Midwestern winters are like bad performance art–long, self-indulgent, and performed against a chicly dark backdrop. When we first moved here, it snowed in early October. Soon it thawed, but of course it snowed again. There was snow continually on the ground from December through the end of March. One day I had to crawl up an icy hill to reach the bus stop. That was the ultimate humiliation.
Well, it is only November, but it is very cold and dark. Persephone has gone to the underworld. How do we survive till spirng? My personal secret is to wall myself up between stacks of books and bright electric lights. The 150-watt bulb in the floor lamp sparks memories of natural sunlight, while the books provide an escape from the gloom.
Although some of my friends like to read hot-weather books in the cold, I strive to generate warmth through more adventurous reading. Reading about the cold while I lounge in my living room gives me a sense of cheating the elements without actually braving them. But I’m an eclectic reader, shamelessly curling up with a Regency romance one day and a bone-chilling mountain-climbing novel the next. In the following list of books for reading in the cold, I’ve tried to compile a judicious blend of cozy comfort reads with stark adventure lit.
For the Cozily Inclined
Everyone loves Louisa May Alcott’s Little Women. There are three movie versions of Little Women, to my knowledge, and a new BBC adaptation is coming to PBS in 2018. I llong to see the BBC series, but I also wonder, Why doesn’t someone make a TV series of Alcott’s better, shorter novel, An Old-Fashioned Girl?
An Old-Fashioned Girl is one of my favorite books, and for many years I thought I was the only one who had read it. Then,, a friend and I discovered our mutual fondness for this classic. Both of us read it for the first time at the age of nine, when we wanted to be just like Polly, a poor country mouse who is not swayed by fashion when she visits her rich friend Fanny in the city. We reread the book and enjoyed a brief revival of “Polly”-ism.
Feminists will approve Polly’s questioning of gender restrictions: “[One] thing that disturbed Polly was the want of exercise. To dress up and parade certain streets for an hour eery day, to stand talking in doorways, or drive out in a fine carriage, was not the sort of exercise she liked, and Fan would take no other. Indeed, she was so shocked when Polly, one day, proposed a run down the mall, that her friend never dared suggest such a thing again…. She longed for something more lively than a flock of giddy girls, who tilted along in high-heeled boots, and costumes which made Polly ashamed to be seen with some of them.”
Polly’s struggles with poverty and loneliness six years later as she tries to earn her living as a music teacher give this novel an edge over some of Alcott’s more sentimental stories.

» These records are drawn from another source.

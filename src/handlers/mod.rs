//! Command-scoped pipeline stages.
//!
//! Every IMAP command installs one of these immediately before the
//! persistent buffer, accumulates whatever untagged data belongs to
//! it, and resolves a `oneshot` reply the moment its tagged completion
//! arrives — at which point it removes itself from the pipeline.

mod auth;
mod fetch;
mod greeting;
mod mailbox;
mod misc;
mod search;

pub use auth::{capability, login, xoauth2, CapabilityResult};
pub use fetch::{fetch, FetchKind, FetchRecord};
pub use greeting::greeting;
pub use mailbox::{close, copy_messages, create, expunge, mov, select, store, unselect, CopyOutcome, Selection};
pub use misc::{append, id, list, logout, namespace, noop, quota, IdleHandle, ListEntry, QuotaResource};
pub use search::search;

use crate::codec::response::{Response, ResponseCode, Status};
use crate::error::{Error, Result};
use crate::pipeline::Stage;
use tokio::sync::oneshot;
use tracing::warn;

use std::sync::Mutex;

/// The parsed tagged-completion line, handed to a handler's `finish`
/// closure once the matching tag arrives.
#[derive(Debug, Clone)]
pub struct TaggedOutcome {
    pub status: Status,
    pub code: Option<ResponseCode>,
    pub text: String,
}

/// Turn a non-OK tagged completion into the right `Error` variant via
/// the caller-supplied constructor, or `Ok(value)` on success.
///
/// A `CLIENTBUG` response code is logged regardless of outcome: the
/// server is telling us our command was malformed in a way it chose to
/// tolerate, which is worth a warning even when the command otherwise
/// succeeded.
pub fn resolve<T>(outcome: &TaggedOutcome, value: T, on_failure: impl FnOnce(String) -> Error) -> Result<T> {
    if let Some(ResponseCode::ClientBug(text)) = &outcome.code {
        warn!(%text, "server reported CLIENTBUG");
    }
    match outcome.status {
        Status::Ok => Ok(value),
        _ => Err(on_failure(outcome.text.clone())),
    }
}

/// A generic command-scoped pipeline stage: accumulates untagged
/// responses into `T`, then finalizes into `R` once its tag's tagged
/// completion arrives, delivering the result through a `oneshot`.
pub struct CommandHandler<T, R> {
    tag: String,
    on_untagged: Mutex<Box<dyn FnMut(&mut T, &Response) + Send>>,
    state: Mutex<Option<T>>,
    finish: Mutex<Option<Box<dyn FnOnce(T, TaggedOutcome) -> Result<R> + Send>>>,
    reply: Mutex<Option<oneshot::Sender<Result<R>>>>,
}

impl<T, R> CommandHandler<T, R>
where
    T: Send + 'static,
    R: Send + 'static,
{
    pub fn new(
        tag: impl Into<String>,
        initial: T,
        on_untagged: impl FnMut(&mut T, &Response) + Send + 'static,
        finish: impl FnOnce(T, TaggedOutcome) -> Result<R> + Send + 'static,
        reply: oneshot::Sender<Result<R>>,
    ) -> std::sync::Arc<Self> {
        std::sync::Arc::new(Self {
            tag: tag.into(),
            on_untagged: Mutex::new(Box::new(on_untagged)),
            state: Mutex::new(Some(initial)),
            finish: Mutex::new(Some(Box::new(finish))),
            reply: Mutex::new(Some(reply)),
        })
    }
}

impl<T, R> Stage for CommandHandler<T, R>
where
    T: Send + 'static,
    R: Send + 'static,
{
    fn name(&self) -> &str {
        &self.tag
    }

    fn handle(&self, response: &Response) -> bool {
        match response {
            Response::Tagged { tag, status, code, text } if tag == &self.tag => {
                let Some(state) = self.state.lock().expect("handler state poisoned").take() else {
                    return true;
                };
                let outcome = TaggedOutcome {
                    status: *status,
                    code: code.clone(),
                    text: text.clone(),
                };
                let Some(finish) = self.finish.lock().expect("handler finish poisoned").take() else {
                    return true;
                };
                let result = finish(state, outcome);
                if let Some(reply) = self.reply.lock().expect("handler reply poisoned").take() {
                    let _ = reply.send(result);
                }
                true
            }
            Response::Fatal(reason) => {
                if let Some(reply) = self.reply.lock().expect("handler reply poisoned").take() {
                    let _ = reply.send(Err(Error::ConnectionFailed(reason.clone())));
                }
                true
            }
            other => {
                let mut on_untagged = self.on_untagged.lock().expect("handler callback poisoned");
                if let Some(state) = self.state.lock().expect("handler state poisoned").as_mut() {
                    on_untagged(state, other);
                }
                false
            }
        }
    }
}
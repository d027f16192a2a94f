//! The connection engine: TLS bootstrap, the generic command-submission
//! algorithm, the re-entrant command lock, and named-connection
//! pooling. The resilient IDLE loop built on top of this lives in
//! `idle_session`.

use crate::buffer::PersistentBuffer;
use crate::codec::{quote, Decoder, Response, Status, TagGenerator};
use crate::config::{CommandTimeouts, ImapConfig, PipelineConfig};
use crate::error::{Error, Result};
use crate::handlers::{self, Selection};
use crate::ident::{IdSet, Namespace};
use crate::pipeline::{Pipeline, Position, Stage};
use std::collections::VecDeque;
use std::sync::atomic::{AtomicBool, AtomicU64, Ordering};
use std::sync::{Arc, Mutex};
use std::time::Duration;
use tokio::io::{AsyncReadExt, AsyncWriteExt, ReadHalf, WriteHalf};
use tokio::net::TcpStream;
use tokio::sync::{oneshot, Mutex as AsyncMutex, OwnedMutexGuard};
use tokio_rustls::TlsConnector;
use tracing::{debug, info, warn};

pub type TlsStream = tokio_rustls::client::TlsStream<TcpStream>;

/// Mirrors the connection lifecycle: a fresh socket moves forward
/// through these states and never skips one.
#[derive(Debug, Clone, Copy, PartialEq, Eq)]
pub enum ConnectionState {
    Disconnected,
    Connecting,
    Greeted,
    Authenticated,
    Selected,
    Idling,
}

/// Identifies a logical caller for the re-entrant command lock. A
/// caller holding the lock (e.g. a multi-step operation that issues
/// several commands back to back) can call `submit` again with the
/// same token without deadlocking on itself.
#[derive(Debug, Clone, Copy, PartialEq, Eq, Hash)]
pub struct CallerToken(u64);
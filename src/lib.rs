#![allow(clippy::missing_errors_doc, clippy::missing_panics_doc)]

//! A resilient IMAP client core.
//!
//! Provides a TLS-backed connection engine, an incremental wire-level
//! codec, command-scoped response handlers, a persistent
//! untagged-response buffer, and a self-healing IDLE loop with
//! automatic reconnect. The crate covers IMAP4rev1 plus the common
//! extensions (IDLE, UIDPLUS, MOVE, UNSELECT, SPECIAL-USE, ID,
//! CONDSTORE/QRESYNC's VANISHED form, QUOTA, NAMESPACE, ENABLE,
//! SASL-IR). MIME parsing, SMTP, OAuth token storage, and a full IMAP
//! server are out of scope.

pub mod buffer;
pub mod client;
pub mod codec;
pub mod config;
pub mod connection;
pub mod error;
pub mod events;
pub mod flag;
pub mod folder;
pub mod handlers;
pub mod ident;
pub mod idle_session;
pub mod pipeline;

pub use client::Server;
pub use codec::{Response, ResponseCode, Status};
pub use config::{CommandTimeouts, IdleConfig, ImapConfig, PipelineConfig};
pub use connection::{CallerToken, ConnectionPool, ConnectionState, IdleSession, NamedConnection};
pub use error::{Error, Result};
pub use events::ServerEvent;
pub use flag::{Flag, StoreMode};
pub use folder::Folder;
pub use handlers::{CapabilityResult, CopyOutcome, FetchKind, FetchRecord, ListEntry, QuotaResource, Selection};
pub use ident::{Id, IdSet, Namespace, SeqId, SeqNum, SeqSet, Uid, UidId, UidSet};
pub use idle_session::Session;
//! Encoding outgoing tagged commands, including literal arguments.

use std::sync::atomic::{AtomicU32, Ordering};
use std::sync::Arc;

/// Generates strictly increasing tags of the form `A0001`, `A0002`,
/// ... Shared (via `Arc`) between a connection and anything that needs
/// to pre-allocate a tag before a command is actually written, e.g. the
/// command-submission algorithm that installs a handler before writing
/// the line it answers to.
#[derive(Clone, Debug)]
pub struct TagGenerator {
    counter: Arc<AtomicU32>,
}

impl Default for TagGenerator {
    fn default() -> Self {
        Self::new()
    }
}

impl TagGenerator {
    #[must_use]
    pub fn new() -> Self {
        Self {
            counter: Arc::new(AtomicU32::new(1)),
        }
    }

    #[must_use]
    pub fn next(&self) -> String {
        let n = self.counter.fetch_add(1, Ordering::Relaxed);
        format!("A{n:04}")
    }
}

/// One piece of an outgoing command line: literal text, or a byte
/// string that must be sent as an IMAP literal (`{n}` followed by the
/// raw bytes, after waiting for the server's `+` continuation).
#[derive(Debug, Clone)]
pub enum Segment {
    Text(String),
    Literal(Vec<u8>),
}

/// A fully assembled outgoing command, ready to be written segment by
/// segment (continuations require waiting for `+` between literal
/// segments).
#[derive(Debug, Clone, Default)]
pub struct Command {
    pub tag: String,
    pub segments: Vec<Segment>,
}

impl Command {
    #[must_use]
    pub fn simple(tag: impl Into<String>, text: impl Into<String>) -> Self {
        Self {
            tag: tag.into(),
            segments: vec![Segment::Text(text.into())],
        }
    }

    #[must_use]
    pub fn with_literal(tag: impl Into<String>, prefix: impl Into<String>, literal: Vec<u8>, suffix: impl Into<String>) -> Self {
        Self {
            tag: tag.into(),
            segments: vec![
                Segment::Text(prefix.into()),
                Segment::Literal(literal),
                Segment::Text(suffix.into()),
            ],
        }
    }

    /// Whether this command needs to pause for a `+` continuation
    /// before a later segment can be written.
    #[must_use]
    pub fn has_literal(&self) -> bool {
        self.segments
            .iter()
            .any(|s| matches!(s, Segment::Literal(_)))
    }

    /// Render the line(s) that precede the first literal, including
    /// the `{n}` announcement, for writers that send everything up to
    /// the first continuation point in one call.
    #[must_use]
    pub fn first_line(&self) -> Vec<u8> {
        let mut out = format!("{} ", self.tag).into_bytes();
        for segment in &self.segments {
            match segment {
                Segment::Text(t) => out.extend_from_slice(t.as_bytes()),
                Segment::Literal(bytes) => {
                    out.extend_from_slice(format!("{{{}}}", bytes.len()).as_bytes());
                    out.extend_from_slice(b"\r\n");
                    return out;
                }
            }
        }
        out.extend_from_slice(b"\r\n");
        out
    }
}

/// Quote a mailbox name or other astring argument per the IMAP quoted
/// string grammar, escaping embedded quotes and backslashes. Mailbox
/// names containing control characters should use a literal instead;
/// this crate's callers stick to quoted strings for the common case.
#[must_use]
pub fn quote(s: &str) -> String {
    let mut out = String::with_capacity(s.len() + 2);
    out.push('"');
    for c in s.chars() {
        if c == '"' || c == '\\' {
            out.push('\\');
        }
        out.push(c);
    }
    out.push('"');
    out
}
fn parse_quota(rest: &str) -> Result<Vec<Response>> {
    let rest = rest.trim_start();
    let mut parts = rest.splitn(2, ' ');
    let root = parts.next().unwrap_or("").trim_matches('"').to_string();
    let inner = parts
        .next()
        .unwrap_or("")
        .trim_start_matches('(')
        .trim_end_matches(')');
    let mut resources = Vec::new();
    let mut tokens = inner.split_whitespace();
    while let (Some(name), Some(usage), Some(limit)) = (tokens.next(), tokens.next(), tokens.next()) {
        if let (Ok(usage), Ok(limit)) = (usage.parse(), limit.parse()) {
            resources.push((name.to_string(), usage, limit));
        }
    }
    Ok(vec![Response::Untagged(Untagged::Quota { root, resources })])
}

fn parse_vanished(rest: &str) -> Result<Vec<Response>> {
    let rest = rest.trim_start();
    let (earlier, uid_set) = if let Some(tail) = rest.strip_prefix("(EARLIER)") {
        (true, tail.trim().to_string())
    } else {
        (false, rest.to_string())
    };
    Ok(vec![Response::Untagged(Untagged::Message(
        MessageData::Vanished { uid_set, earlier },
    ))])
}

/// Decompose a `* n FETCH (...)` unit into a `Start`, attribute events,
/// and a `Finish`. Any literal segment in the raw unit becomes a
/// `StreamingBegin`/`StreamingBytes`/`StreamingEnd` triple for the
/// attribute it belongs to (by position).
fn parse_fetch(seq: u32, remainder: &str, unit: &RawUnit) -> Result<Vec<Response>> {
    let open = remainder
        .find('(')
        .ok_or_else(|| Error::MalformedResponse("FETCH missing attribute list".into()))?;
    let body = &remainder[open + 1..];
    let body = body.strip_suffix(')').unwrap_or(body);

    let mut events = vec![Response::Fetch(FetchEvent::Start { seq })];
    let mut literal_iter = unit.literals().into_iter();
    let mut chars = body.char_indices().peekable();
    let mut uid_seen = false;

    while let Some(&(idx, ch)) = chars.peek() {
        if ch.is_whitespace() {
            chars.next();
            continue;
        }
        let token_start = idx;
        let mut depth = 0i32;
        let mut end = body.len();
        for (i, c) in body[token_start..].char_indices() {
            match c {
                '(' => depth += 1,
                ')' => depth -= 1,
                ' ' if depth == 0 => {
                    end = token_start + i;
                    break;
                }
                _ => {}
            }
        }
        let name_token = &body[token_start..end];

        if name_token.eq_ignore_ascii_case("UID") {
            let value_start = end + 1;
            let value_end = body[value_start..]
                .find(' ')
                .map_or(body.len(), |i| value_start + i);
            if let Ok(uid) = body[value_start..value_end].parse() {
                events.push(Response::Fetch(FetchEvent::StartUid { uid }));
                uid_seen = true;
            }
            advance_past(&mut chars, value_end);
            continue;
        }

        if name_token.contains("BODY[") || name_token.eq_ignore_ascii_case("RFC822")
            || name_token.eq_ignore_ascii_case("RFC822.TEXT")
        {
            if let Some(bytes) = literal_iter.next() {
                events.push(Response::Fetch(FetchEvent::StreamingBegin {
                    section: name_token.to_string(),
                    size: bytes.len() as u64,
                }));
                events.push(Response::Fetch(FetchEvent::StreamingBytes {
                    bytes: bytes.to_vec(),
                }));
                events.push(Response::Fetch(FetchEvent::StreamingEnd));
            }
            advance_past(&mut chars, end);
            continue;
        }

        let value_start = end + 1;
        let depth_end = find_balanced_end(body, value_start);
        let value = body.get(value_start..depth_end).unwrap_or("").to_string();
        events.push(Response::Fetch(FetchEvent::SimpleAttribute {
            name: name_token.to_string(),
            value,
        }));
        advance_past(&mut chars, depth_end);
    }

    let _ = uid_seen;
    events.push(Response::Fetch(FetchEvent::Finish));
    Ok(events)
}
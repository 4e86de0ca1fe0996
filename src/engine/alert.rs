//! # engine::alert
//!
//! **Alert State Machine** — edge-triggered, one notification per breach
//! episode.
//!
//! ```text
//!            breached → Fire (notify, persist true)
//!   ┌───────┐ ─────────────────────────────────▶ ┌─────────┐
//!   │ ARMED │                                     │ ALERTED │  breached → Hold
//!   └───────┘ ◀───────────────────────────────── └─────────┘
//!            not breached → Rearm (persist false, silent)
//! ```
//!
//! No price this cycle means no transition at all.

use serde::Serialize;

use crate::engine::breach::Evaluation;
use crate::models::{Position, Side};

#[derive(Debug, Clone, Copy, PartialEq, Serialize)]
#[serde(tag = "action", rename_all = "SCREAMING_SNAKE_CASE")]
pub enum AlertAction {
    /// Armed and breached: send one notification, then persist `alert_sent = true`.
    Fire { side: Side, price: f64, strike: f64 },
    /// Alerted and back inside the range: persist `alert_sent = false`.
    Rearm,
    /// Nothing to do this cycle.
    Hold,
}

/// Transition table for one position and one cycle.
pub fn next_action(position: &Position, evaluation: &Evaluation) -> AlertAction {
    let Some(metrics) = evaluation.metrics() else {
        return AlertAction::Hold;
    };

    match (position.alert_sent, metrics.breached_side) {
        (false, Some(side)) => AlertAction::Fire {
            side,
            price: metrics.last,
            strike: position.strike(side),
        },
        (true, None) => AlertAction::Rearm,
        _ => AlertAction::Hold,
    }
}

/// Telegram-Markdown text sent when a strike is hit.
pub fn breach_message(ticker: &str, side: Side, price: f64, strike: f64) -> String {
    format!(
        "🚨 *STRIKE BREACHED* 🚨\n\n\
         *Ticker:* `{ticker}`\n\
         *Current price:* `${price:.2}`\n\n\
         Price reached the *{side}* strike at `${strike:.2}`."
    )
}

#[cfg(test)]
mod tests {
    use super::*;
    use crate::engine::breach::evaluate;
    use crate::models::Quote;

    fn armed() -> Position {
        Position::create("SPY", 90.0, 110.0).unwrap()
    }

    fn alerted() -> Position {
        Position { alert_sent: true, ..armed() }
    }

    fn action_at(position: &Position, last: f64) -> AlertAction {
        let quote = Quote::new(last, 100.0);
        next_action(position, &evaluate(position, Some(&quote)))
    }

    #[test]
    fn test_armed_breach_fires() {
        assert_eq!(
            action_at(&armed(), 89.5),
            AlertAction::Fire { side: Side::Put, price: 89.5, strike: 90.0 }
        );
        assert_eq!(
            action_at(&armed(), 110.0),
            AlertAction::Fire { side: Side::Call, price: 110.0, strike: 110.0 }
        );
    }

    #[test]
    fn test_armed_inside_holds() {
        assert_eq!(action_at(&armed(), 100.0), AlertAction::Hold);
    }

    #[test]
    fn test_alerted_breach_holds() {
        assert_eq!(action_at(&alerted(), 85.0), AlertAction::Hold);
    }

    #[test]
    fn test_alerted_inside_rearms() {
        assert_eq!(action_at(&alerted(), 100.0), AlertAction::Rearm);
    }

    #[test]
    fn test_unavailable_never_transitions() {
        assert_eq!(next_action(&armed(), &Evaluation::Unavailable), AlertAction::Hold);
        assert_eq!(next_action(&alerted(), &Evaluation::Unavailable), AlertAction::Hold);
    }

    #[test]
    fn test_breach_message() {
        let text = breach_message("SPY", Side::Put, 89.456, 90.0);
        assert!(text.contains("`SPY`"));
        assert!(text.contains("`$89.46`"));
        assert!(text.contains("*PUT* strike at `$90.00`"));
    }
}
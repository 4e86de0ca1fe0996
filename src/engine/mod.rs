//! Core monitoring logic: evaluation, alert hysteresis and the refresh cycle.

pub mod alert;
pub mod breach;
pub mod monitor;
pub mod runner;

As a woman who has never undertaken what I’m told is the ultimate female adventure, i.e., childbirth and motherhood, I retain my lifelong fondness for boys’ adventure stories. Thomas Wharton’s Icefields is one of the most haunting and strange of these.
The novel begins on August 17, 1898, when Doctor Edward Byrne slips on the ice of Arcturus glacier in the Canadian Rockies. He sees a shape in the ice–is it man or angel?–which determines the course of his life. Wharton’s style is stark, cool, and icily poetic. He invents a cast of almost mythic Canadian characters, drawn with a few bold strokes: Elspeth, the genteel manager of a glacier chalet, Freya Becker, the sexy but androgynous journalist, Hal Rawson, the poet who falls in love with Freya, and Trask, the guide who hopes to turn the glacier into a tourist attraction. Yet the glacier represents an impersonal, mysterious force that transcends human ambitions and desires–and changes them forever.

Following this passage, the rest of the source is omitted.